• WHAT TO PRODUCE: Would you return the lines between the one holding "Direct damage spell" and the one holding "pub const LUCKY: ModifierMask", inclusive, and only those, exactly as they stand in the listing below?

******

use crate::context::IStr;
use crate::game_data::ResistType;
use crate::registry::SpellResolution;
use std::ops::{BitOr, BitOrAssign};

/// One classified line. `timestamp` is seconds since the epoch.
#[derive(Debug, Clone, PartialEq)]
pub struct LogEvent {
    pub line_number: u64,
    pub timestamp: f64,
    pub record: ClassifiedRecord,
}

#[derive(Debug, Clone, PartialEq)]
pub enum ClassifiedRecord {
    Damage(DamageRecord),
    Heal(HealRecord),
    SpellCast(SpellCastRecord),
    ReceivedSpell(ReceivedSpellRecord),
    Death(DeathRecord),
    Loot(LootRecord),
    Taunt(TauntRecord),
    Resist(ResistRecord),
    MezBreak(MezBreakRecord),
    Zone(ZoneRecord),
    Rolled(RollRecord),
    Chat(ChatRecord),
    Special(SpecialRecord),
}

impl ClassifiedRecord {
    /// Short variant name, used for tallies and debug output.
    pub const fn kind(&self) -> &'static str {
        match self {
            ClassifiedRecord::Damage(_) => "Damage",
            ClassifiedRecord::Heal(_) => "Heal",
            ClassifiedRecord::SpellCast(_) => "SpellCast",
            ClassifiedRecord::ReceivedSpell(_) => "ReceivedSpell",
            ClassifiedRecord::Death(_) => "Death",
            ClassifiedRecord::Loot(_) => "Loot",
            ClassifiedRecord::Taunt(_) => "Taunt",
            ClassifiedRecord::Resist(_) => "Resist",
            ClassifiedRecord::MezBreak(_) => "MezBreak",
            ClassifiedRecord::Zone(_) => "Zone",
            ClassifiedRecord::Rolled(_) => "Rolled",
            ClassifiedRecord::Chat(_) => "Chat",
            ClassifiedRecord::Special(_) => "Special",
        }
    }
}

// ─────────────────────────────────────────────────────────────────────────────
// Damage
// ─────────────────────────────────────────────────────────────────────────────

#[derive(Debug, Clone, Copy, PartialEq, Eq, Hash)]
pub enum DamageType {
    Melee,
    /// Damage shield
    Ds,
    Bane,
    /// Direct damage spell
    Dd,
    Dot,
    Proc,
    OtherDmg,
    Miss,
    Block,
    Dodge,
    Parry,
    Invulnerable,
    Riposte,
    Absorb,
}

impl DamageType {
    /// True for the avoided-hit types (always zero damage).
    pub const fn is_miss(&self) -> bool {
        matches!(
            self,
            DamageType::Miss
                | DamageType::Block
                | DamageType::Dodge
                | DamageType::Parry
                | DamageType::Invulnerable
                | DamageType::Riposte
                | DamageType::Absorb
        )
    }
}

/// Attacker and defender are uppercased name keys; sentinel labels
/// (`Rs`, `Unk`, a spell name standing in for an absent attacker) are kept
/// verbatim.
#[derive(Debug, Clone, PartialEq)]
pub struct DamageRecord {
    pub attacker: IStr,
    pub attacker_owner: Option<IStr>,
    pub defender: IStr,
    pub defender_owner: Option<IStr>,
    pub total: u64,
    pub damage_type: DamageType,
    /// Uppercased verb for melee and misses, spell name for spell damage.
    pub sub_type: IStr,
    pub resist: Option<ResistType>,
    pub modifiers: ModifierMask,
    pub spell: Option<SpellResolution>,
}

// ─────────────────────────────────────────────────────────────────────────────
// Modifiers
// ─────────────────────────────────────────────────────────────────────────────

/// Bit set of the trailing "(Critical Strikethrough)" annotations.
#[derive(Debug, Clone, Copy, PartialEq, Eq, Hash, Default)]
pub struct ModifierMask(u16);

impl ModifierMask {
    pub const NONE: ModifierMask = ModifierMask(0);
    pub const CRIT: ModifierMask = ModifierMask(1);
    pub const TWINCAST: ModifierMask = ModifierMask(1 << 1);
    pub const LUCKY: ModifierMask = ModifierMask(1 << 2);
    pub const RAMPAGE: ModifierMask = ModifierMask(1 << 3);
    pub const STRIKETHROUGH: ModifierMask = ModifierMask(1 << 4);
    pub const RIPOSTE: ModifierMask = ModifierMask(1 << 5);
    pub const ASSASSINATE: ModifierMask = ModifierMask(1 << 6);
    pub const HEADSHOT: ModifierMask = ModifierMask(1 << 7);
    pub const SLAY_UNDEAD: ModifierMask = ModifierMask(1 << 8);
    pub const DOUBLE_BOW_SHOT: ModifierMask = ModifierMask(1 << 9);
    pub const FLURRY: ModifierMask = ModifierMask(1 << 10);
    pub const FINISHING_BLOW: ModifierMask = ModifierMask(1 << 11);

    pub const fn bits(self) -> u16 {
        self.0
    }

    pub const fn from_bits(bits: u16) -> Self {
        ModifierMask(bits)
    }

    pub const fn contains(self, other: ModifierMask) -> bool {
        self.0 & other.0 == other.0 && other.0 != 0
    }

    pub const fn is_empty(self) -> bool {
        self.0 == 0
    }

    pub const fn is_crit(self) -> bool {
        self.contains(Self::CRIT)
    }

    pub const fn is_twincast(self) -> bool {
        self.contains(Self::TWINCAST)
    }

    pub const fn is_lucky(self) -> bool {
        self.contains(Self::LUCKY)
    }

    pub const fn is_rampage(self) -> bool {
        self.contains(Self::RAMPAGE)
    }

    pub const fn is_strikethrough(self) -> bool {
        self.contains(Self::STRIKETHROUGH)
    }

    /// A riposte that was struck through doesn't count as a riposte.
    pub const fn is_riposte(self) -> bool {
        self.contains(Self::RIPOSTE) && !self.contains(Self::STRIKETHROUGH)
    }

    pub const fn is_assassinate(self) -> bool {
        self.contains(Self::ASSASSINATE)
    }

    pub const fn is_headshot(self) -> bool {
        self.contains(Self::HEADSHOT)
    }

    pub const fn is_slay_undead(self) -> bool {
        self.contains(Self::SLAY_UNDEAD)
    }

    pub const fn is_double_bow_shot(self) -> bool {
        self.contains(Self::DOUBLE_BOW_SHOT)
    }

    pub const fn is_flurry(self) -> bool {
        self.contains(Self::FLURRY)
    }

    pub const fn is_finishing_blow(self) -> bool {
        self.contains(Self::FINISHING_BLOW)
    }
}

impl BitOr for ModifierMask {
    type Output = ModifierMask;

    fn bitor(self, rhs: Self) -> Self::Output {
        ModifierMask(self.0 | rhs.0)
    }
}

impl BitOrAssign for ModifierMask {
    fn bitor_assign(&mut self, rhs: Self) {
        self.0 |= rhs.0;
    }
}

// ─────────────────────────────────────────────────────────────────────────────
// Healing and Spells
// ─────────────────────────────────────────────────────────────────────────────

#[derive(Debug, Clone, Copy, PartialEq, Eq, Hash)]
pub enum HealType {
    Heal,
    Hot,
}

#[derive(Debug, Clone, PartialEq)]
pub struct HealRecord {
    pub healer: IStr,
    pub healed: IStr,
    pub total: u64,
    /// Full heal amount including overheal; equals `total` when not logged.
    pub over_total: u64,
    pub heal_type: HealType,
    /// Spell name when the line names one.
    pub sub_type: Option<IStr>,
    pub modifiers: ModifierMask,
    pub spell: Option<SpellResolution>,
}

#[derive(Debug, Clone, Copy, PartialEq, Eq, Hash)]
pub enum CastKind {
    Cast,
    Sing,
    Activate,
}

#[derive(Debug, Clone, PartialEq)]
pub struct SpellCastRecord {
    pub caster: IStr,
    pub spell: IStr,
    pub kind: CastKind,
    pub interrupted: bool,
    pub resolution: Option<SpellResolution>,
}

/// A spell landing on (or wearing off) someone. Lines matched through their
/// landing text carry no name, only the candidate set.
#[derive(Debug, Clone, PartialEq)]
pub struct ReceivedSpellRecord {
    pub receiver: IStr,
    pub spell: Option<IStr>,
    pub resolution: Option<SpellResolution>,
    pub wore_off: bool,
}

/// Self-only ability keyed by a one-character code.
#[derive(Debug, Clone, PartialEq)]
pub struct SpecialRecord {
    pub player: IStr,
    pub code: char,
    pub spell: IStr,
}

// ─────────────────────────────────────────────────────────────────────────────
// Encounter Events
// ─────────────────────────────────────────────────────────────────────────────

#[derive(Debug, Clone, PartialEq)]
pub struct DeathRecord {
    pub slain: IStr,
    pub slain_owner: Option<IStr>,
    pub killer: IStr,
    pub killer_owner: Option<IStr>,
}

#[derive(Debug, Clone, PartialEq)]
pub struct TauntRecord {
    pub taunter: IStr,
    pub npc: IStr,
    pub success: bool,
    pub improved: bool,
}

#[derive(Debug, Clone, Copy, PartialEq, Eq, Hash)]
pub enum ResistKind {
    Resisted,
    Reflected,
}

#[derive(Debug, Clone, PartialEq)]
pub struct ResistRecord {
    pub attacker: IStr,
    pub defender: IStr,
    pub spell: IStr,
    pub kind: ResistKind,
}

#[derive(Debug, Clone, PartialEq)]
pub struct MezBreakRecord {
    pub breaker: IStr,
    pub awakened: IStr,
}

#[derive(Debug, Clone, PartialEq)]
pub struct ZoneRecord {
    pub zone: IStr,
}

#[derive(Debug, Clone, PartialEq)]
pub struct RollRecord {
    pub player: IStr,
    pub max: u32,
    pub rolled: u32,
}

// ─────────────────────────────────────────────────────────────────────────────
// Loot
// ─────────────────────────────────────────────────────────────────────────────

#[derive(Debug, Clone, Copy, PartialEq)]
pub enum LootSource {
    Corpse(IStr),
    Split,
    WonRoll { roll: u32 },
    Given,
    Unknown,
}

/// Currency loot uses the `Currency` item with the quantity in copper.
#[derive(Debug, Clone, PartialEq)]
pub struct LootRecord {
    pub looter: IStr,
    pub item: IStr,
    pub quantity: u64,
    pub source: LootSource,
}

// ─────────────────────────────────────────────────────────────────────────────
// Chat
// ─────────────────────────────────────────────────────────────────────────────

#[derive(Debug, Clone, Copy, PartialEq, Eq, Hash)]
pub enum ChatChannel {
    Say,
    Tell,
    Shout,
    Ooc,
    Auction,
    Guild,
    Group,
    Raid,
    Fellowship,
    /// Named custom channel ("general:1" is stored as "general").
    Custom(IStr),
}

#[derive(Debug, Clone, PartialEq)]
pub struct ChatRecord {
    pub channel: ChatChannel,
    pub sender: IStr,
    pub receiver: Option<IStr>,
    pub text: String,
}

******

• SOLVED PROBLEM:
    /// Direct damage spell
    Dd,
    Dot,
    Proc,
    OtherDmg,
    Miss,
    Block,
    Dodge,
    Parry,
    Invulnerable,
    Riposte,
    Absorb,
}

impl DamageType {
    /// True for the avoided-hit types (always zero damage).
    pub const fn is_miss(&self) -> bool {
        matches!(
            self,
            DamageType::Miss
                | DamageType::Block
                | DamageType::Dodge
                | DamageType::Parry
                | DamageType::Invulnerable
                | DamageType::Riposte
                | DamageType::Absorb
        )
    }
}

/// Attacker and defender are uppercased name keys; sentinel labels
/// (`Rs`, `Unk`, a spell name standing in for an absent attacker) are kept
/// verbatim.
#[derive(Debug, Clone, PartialEq)]
pub struct DamageRecord {
    pub attacker: IStr,
    pub attacker_owner: Option<IStr>,
    pub defender: IStr,
    pub defender_owner: Option<IStr>,
    pub total: u64,
    pub damage_type: DamageType,
    /// Uppercased verb for melee and misses, spell name for spell damage.
    pub sub_type: IStr,
    pub resist: Option<ResistType>,
    pub modifiers: ModifierMask,
    pub spell: Option<SpellResolution>,
}

// ─────────────────────────────────────────────────────────────────────────────
// Modifiers
// ─────────────────────────────────────────────────────────────────────────────

/// Bit set of the trailing "(Critical Strikethrough)" annotations.
#[derive(Debug, Clone, Copy, PartialEq, Eq, Hash, Default)]
pub struct ModifierMask(u16);

impl ModifierMask {
    pub const NONE: ModifierMask = ModifierMask(0);
    pub const CRIT: ModifierMask = ModifierMask(1);
    pub const TWINCAST: ModifierMask = ModifierMask(1 << 1);
    pub const LUCKY: ModifierMask = ModifierMask(1 << 2);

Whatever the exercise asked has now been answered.